Sumber: @savechildren_id |
Segera setelah saya mengirimkan tautan tulisan yang salah satunya berjudul Kaos Kaki dari Jenny, berupa cerita keseharian salah satu anak autis kelas inklusi yang ada di SMK saya. Saya juga mengirimkan informasi seleksi ini kepada beberapa teman melalui WA. Tidak lupa juga saya mengunggah posternya di beberapa grup dan story WA. Rata-rata, teman-teman yang saya bagi infonya soal seleksi ini, agak bertanya-tanya soal syarat poin lima. Ya… syarat itu isinya, mengirimkan maksimum 3 link tulisan tentang isu-isu sosial yang diposting sebelum Oktober 2018. Hingga teman dari salah satu grup langsung WA saya, untuk bertanya apa syarat yang satu itu ndak salah tulis. Lha… kan saya bukan panitianya hiks. Bahkan ternyata, seleksi sudah dimulai semenjak calon peserta membaca persayaratannya di poster. Dan lagi, ketika saya selesai mengisi formulir itu… saya sudah jadi pendaftar yang ke 70 sekian hari itu.
Pada 16 November 2018, sore hari ketika saya masih berada di Biara Karmel Regina Apostolorum, Kota Batu. Mbak Dina yang memerkenalkan diri sebagai tim dari YSTC menelepon. Untuk wawancara terkait acara live in, begitu kata mbak Dina mengawali telepon. Buru-buru saya olah kata apapun yang pikir saya paling sopan, agar mbak Dina berkenan menelepon kembali ketika acara yang sedang saya jalani selesai. Waktu itu, memang masih ada acara diskusi bersama Gusdurian Batu di dalam biara, dalam rangka hari toleransi internasional. Saya memahami, kesempatan wawancara ini tidak semua orang bisa dapat dan lagi, orang lembaga seperti YSTC tentu sangat sibuk hingga beberapa menit pun pasti berharga. Kami pun bersepakat untuk melalukan wawancara setidaknya pukul tujuh atau delapan.
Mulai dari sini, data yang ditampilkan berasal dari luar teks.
impl FavoriteEngine {
    pub fn new(
        repo: Arc<dyn FavoriteRepo>,
        articles: Arc<dyn ArticleDirectory>,
        identity: Arc<dyn IdentityProvider>,
    ) -> Self {
        Self { repo, articles, identity }
    }

    async fn owned_folder(&self, owner: &Actor, folder_id: Uuid) -> Result<FavoriteFolder> {
        self.repo
            .get_folder(owner.id, folder_id)
            .await?
            .ok_or_else(|| AppError::not_found("Folder", folder_id))
    }

    async fn article(&self, article_id: ArticleId) -> Result<ArticleRef> {
        self.articles
            .get_article(article_id)
            .await?
            .ok_or_else(|| AppError::not_found("Article", article_id))
    }

    async fn ensure_name_free(&self, owner: &Actor, name: &str, except: Option<Uuid>) -> Result<()> {
        match self.repo.find_folder_by_name(owner.id, name.trim()).await? {
            Some(existing) if Some(existing.id) != except => {
                Err(AppError::Conflict(format!("a folder named '{}' already exists", existing.name)))
            }
            _ => Ok(()),
        }
    }

    // ── Folders ─────────────────────────────────────────────────────────────

    pub async fn create_folder(&self, owner: &Actor, input: NewFolder) -> Result<FavoriteFolder> {
        validate_name(&input.name)?;
        validate_tags(&input.tags)?;
        self.ensure_name_free(owner, &input.name, None).await?;

        let mut attempt = 0;
        loop {
            attempt += 1;
            let folder = FavoriteFolder::new(owner.id, input.clone(), self.identity.mint_share_token()?);
            match self.repo.insert_folder(folder).await {
                Ok(folder) => {
                    info!("actor {} created folder {} ({})", owner.id, folder.id, folder.name);
                    return Ok(folder);
                }
                Err(err) if err.is_conflict() => {
                    // Either a concurrent create took the name or the token collided.
                    self.ensure_name_free(owner, &input.name, None).await?;
                    if attempt >= SHARE_TOKEN_ATTEMPTS {
                        return Err(err);
                    }
                    warn!("share token collision while creating folder, retrying");
                }
                Err(err) => return Err(err),
            }
        }
    }

    pub async fn get_folder(&self, owner: &Actor, folder_id: Uuid) -> Result<FavoriteFolder> {
        self.owned_folder(owner, folder_id).await
    }

    pub async fn list_folders(&self, owner: &Actor) -> Result<Vec<FavoriteFolder>> {
        self.repo.list_folders(owner.id).await
    }

    /// Applies the patch in one write. A requested share token is minted up
    /// front and stored together with the other changes.
    pub async fn update_folder(&self, owner: &Actor, folder_id: Uuid, patch: FolderPatch) -> Result<FavoriteFolder> {
        let mut folder = self.owned_folder(owner, folder_id).await?;
        if let Some(name) = &patch.name {
            validate_name(name)?;
            self.ensure_name_free(owner, name, Some(folder.id)).await?;
        }
        if let Some(tags) = &patch.tags {
            validate_tags(tags)?;
        }
        folder.apply(&patch);

        let mut attempt = 0;
        loop {
            attempt += 1;
            if patch.regenerate_share_token {
                folder.share_token = self.identity.mint_share_token()?;
            }
            match self.repo.save_folder(folder.clone()).await {
                Ok(true) => {
                    debug!("actor {} updated folder {}", owner.id, folder_id);
                    return Ok(folder);
                }
                Ok(false) => return Err(AppError::not_found("Folder", folder_id)),
                Err(err) if err.is_conflict() && patch.regenerate_share_token => {
                    // A rename race surfaces here as well; only token collisions are retried.
                    self.ensure_name_free(owner, &folder.name, Some(folder.id)).await?;
                    if attempt >= SHARE_TOKEN_ATTEMPTS {
                        return Err(err);
                    }
                    warn!("share token collision on folder {} (attempt {})", folder_id, attempt);
                }
                Err(err) => return Err(err),
            }
        }
    }

    /// Deletes the folder together with all of its items.
    pub async fn delete_folder(&self, owner: &Actor, folder_id: Uuid) -> Result<()> {
        if self.repo.delete_folder(owner.id, folder_id).await? {
            info!("actor {} deleted folder {}", owner.id, folder_id);
            Ok(())
        } else {
            Err(AppError::not_found("Folder", folder_id))
        }
    }

    /// The owner's default folder, created on first use.
    pub async fn default_folder(&self, owner: &Actor) -> Result<FavoriteFolder> {
        if let Some(folder) = self.repo.find_folder_by_name(owner.id, DEFAULT_FOLDER_NAME).await? {
            return Ok(folder);
        }
        let input = NewFolder {
            name: DEFAULT_FOLDER_NAME.to_string(),
            description: DEFAULT_FOLDER_NAME.to_string(),
            ..Default::default()
        };
        match self.create_folder(owner, input).await {
            Ok(folder) => Ok(folder),
            // Lost the race against a concurrent first visit.
            Err(err) if err.is_conflict() => self
                .repo
                .find_folder_by_name(owner.id, DEFAULT_FOLDER_NAME)
                .await?
                .ok_or(err),
            Err(err) => Err(err),
        }
    }

    /// Replaces the share token; the previous one stops resolving immediately.
    pub async fn regenerate_share_token(&self, owner: &Actor, folder_id: Uuid) -> Result<String> {
        for attempt in 1..=SHARE_TOKEN_ATTEMPTS {
            let token = self.identity.mint_share_token()?;
            match self.repo.set_share_token(owner.id, folder_id, &token).await {
                Ok(true) => return Ok(token),
                Ok(false) => return Err(AppError::not_found("Folder", folder_id)),
                Err(err) if err.is_conflict() => {
                    warn!("share token collision on folder {} (attempt {})", folder_id, attempt);
                }
                Err(err) => return Err(err),
            }
        }
        Err(AppError::Conflict("could not allocate a unique share token".into()))
    }

    // ── Items ───────────────────────────────────────────────────────────────

    /// Strict add: a duplicate in a folder that disallows duplicates fails with
    /// [`AppError::DuplicateFavorite`]; otherwise the existing item is returned
    /// with `created = false`.
    pub async fn add_item(
        &self,
        actor: &Actor,
        folder_id: Uuid,
        article_id: ArticleId,
        note: Option<&str>,
    ) -> Result<ItemAdd> {
        let note = note.unwrap_or_default().trim();
        validate_note(note)?;
        let folder = self.owned_folder(actor, folder_id).await?;
        let article = self.article(article_id).await?;

        let item = FavoriteItem::new(folder.id, article.id, actor.id, note);
        let notification = notify::favorite_notification(&folder, actor, &article, actor);
        let added = self
            .repo
            .add_item(actor.id, ItemTarget::Folder(folder.id), item, AddMode::Strict, notification)
            .await?;
        if added.created {
            debug!("actor {} saved article {} into folder {}", actor.id, article.id, folder.id);
        }
        Ok(added)
    }

    /// Saves an article into a chosen folder, or into a folder picked by name
    /// (created on the fly). Re-saving revises the note.
    pub async fn quick_save(&self, actor: &Actor, input: QuickSave) -> Result<ItemAdd> {
        let note = input.note.as_deref().map(str::trim).unwrap_or_default().to_string();
        validate_note(&note)?;
        let article = self.article(input.article_id).await?;

        let mut attempt = 0;
        loop {
            attempt += 1;
            let folder = match (input.folder_id, input.folder_name.as_deref().map(str::trim)) {
                (Some(id), _) => self.owned_folder(actor, id).await?,
                (None, Some(name)) if !name.is_empty() => {
                    validate_name(name)?;
                    FavoriteFolder::new(
                        actor.id,
                        NewFolder {
                            name: name.to_string(),
                            description: input.folder_description.clone(),
                            is_public: input.folder_is_public,
                            allow_duplicates: input.allow_duplicates,
                            ..Default::default()
                        },
                        self.identity.mint_share_token()?,
                    )
                }
                _ => {
                    return Err(AppError::ValidationError("please choose or create a folder".into()));
                }
            };
            let target = if input.folder_id.is_some() {
                ItemTarget::Folder(folder.id)
            } else {
                ItemTarget::Named(folder.clone())
            };
            let item = FavoriteItem::new(folder.id, article.id, actor.id, &note);
            let notification = notify::favorite_notification(&folder, actor, &article, actor);
            match self.repo.add_item(actor.id, target, item, AddMode::Upsert, notification).await {
                Ok(added) => return Ok(added),
                Err(err) if err.is_conflict() && attempt < SHARE_TOKEN_ATTEMPTS => {
                    warn!("quick save into '{}' raced (attempt {}), retrying", folder.name, attempt);
                }
                Err(err) => return Err(err),
            }
        }
    }

    /// Removes an item from one of the actor's folders. Items elsewhere are
    /// reported as zero removed rows, not as an error.
    pub async fn remove_item(&self, actor: &Actor, item_id: Uuid) -> Result<u64> {
        self.repo.remove_item(actor.id, item_id).await
    }

    pub async fn list_items(&self, actor: &Actor, folder_id: Uuid) -> Result<(FavoriteFolder, Vec<ItemView>)> {
        let folder = self.owned_folder(actor, folder_id).await?;
        let items = self.repo.list_items(folder.id).await?;
        let views = enrich_items(self.articles.as_ref(), items).await?;
        Ok((folder, views))
    }

    /// Everything the user saved across all folders, newest first, one page of
    /// [`MY_FAVORITES_PAGE_SIZE`] at a time. Pages start at 1; pages past the
    /// end are empty.
    pub async fn my_favorites(&self, owner: &Actor, page: i64) -> Result<MyFavorites> {
        require_user(owner, "the favorites overview")?;
        let default_folder = self.default_folder(owner).await?;
        let folders = self.repo.list_folders(owner.id).await?;

        let page = page.max(1);
        let total = self.repo.count_owner_items(owner.id).await?;
        let offset = (page - 1).saturating_mul(MY_FAVORITES_PAGE_SIZE);
        let items = self.repo.list_owner_items(owner.id, MY_FAVORITES_PAGE_SIZE, offset).await?;

        let names: HashMap<Uuid, &str> = folders.iter().map(|f| (f.id, f.name.as_str())).collect();
        let folder_ids: Vec<Uuid> = items.iter().map(|item| item.folder_id).collect();
        let views = enrich_items(self.articles.as_ref(), items).await?;
        let items = folder_ids
            .into_iter()
            .zip(views)
            .map(|(folder_id, item)| MyItemView {
                folder_id,
                folder_name: names.get(&folder_id).map(|n| n.to_string()).unwrap_or_default(),
                item,
            })
            .collect();

        Ok(MyFavorites {
            default_folder_id: default_folder.id,
            folders,
            items,
            page,
            total,
            has_next: page.saturating_mul(MY_FAVORITES_PAGE_SIZE) < total,
        })
    }

    pub async fn export_items(&self, actor: &Actor, folder_id: Uuid, format: ExportFormat) -> Result<Export> {
        require_user(actor, "export")?;
        let (folder, views) = self.list_items(actor, folder_id).await?;
        export::render(&folder, &views, format)
    }

    pub async fn batch(&self, actor: &Actor, request: BatchRequest) -> Result<BatchOutcome> {
        require_user(actor, "batch actions")?;
        let action = request.into_action()?;
        if let BatchAction::MoveItems { target_folder, .. } = &action {
            self.owned_folder(actor, *target_folder).await?;
        }
        let outcome = self.repo.apply_batch(actor.id, action).await?;
        info!("actor {} batch {:?}", actor.id, outcome);
        Ok(outcome)
    }

    pub async fn dashboard(&self, actor: &Actor) -> Result<FolderStats> {
        require_user(actor, "the favorites dashboard")?;
        self.repo.folder_stats(actor.id).await
    }
}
Setelah acara selesai, saya justru mengejar mas Haris yang berjalan menuju parkiran. Mas Haris El Mahdi ini rekan saya satu komunitas, sekaligus koordinator Gusdurian Batu. Dia satu-satunya orang yang saya beritahu sejak awal, kalau saya mengikuti seleksi Youth Live In Ideal. Saya langsung bercerita pada mas Haris, bahwa ada orang YSTC menelepon saya untuk wawancara. Sama seperti ucapan saya di WA di hari sebelumnya pada mas Haris, saya bilang sepertinya tidak mungkin lolos, pesertanya sangat banyak. Tapi saya bilang juga, setidaknya saya masih ada pengalamaan wawancara, toh tidak semua orang diwawancara tentunya. Setidaknya ya… saya masih dapat kepastian ketimbang begitu banyak peserta lain, yang bahkan tidak dapat kesempatan wawancara.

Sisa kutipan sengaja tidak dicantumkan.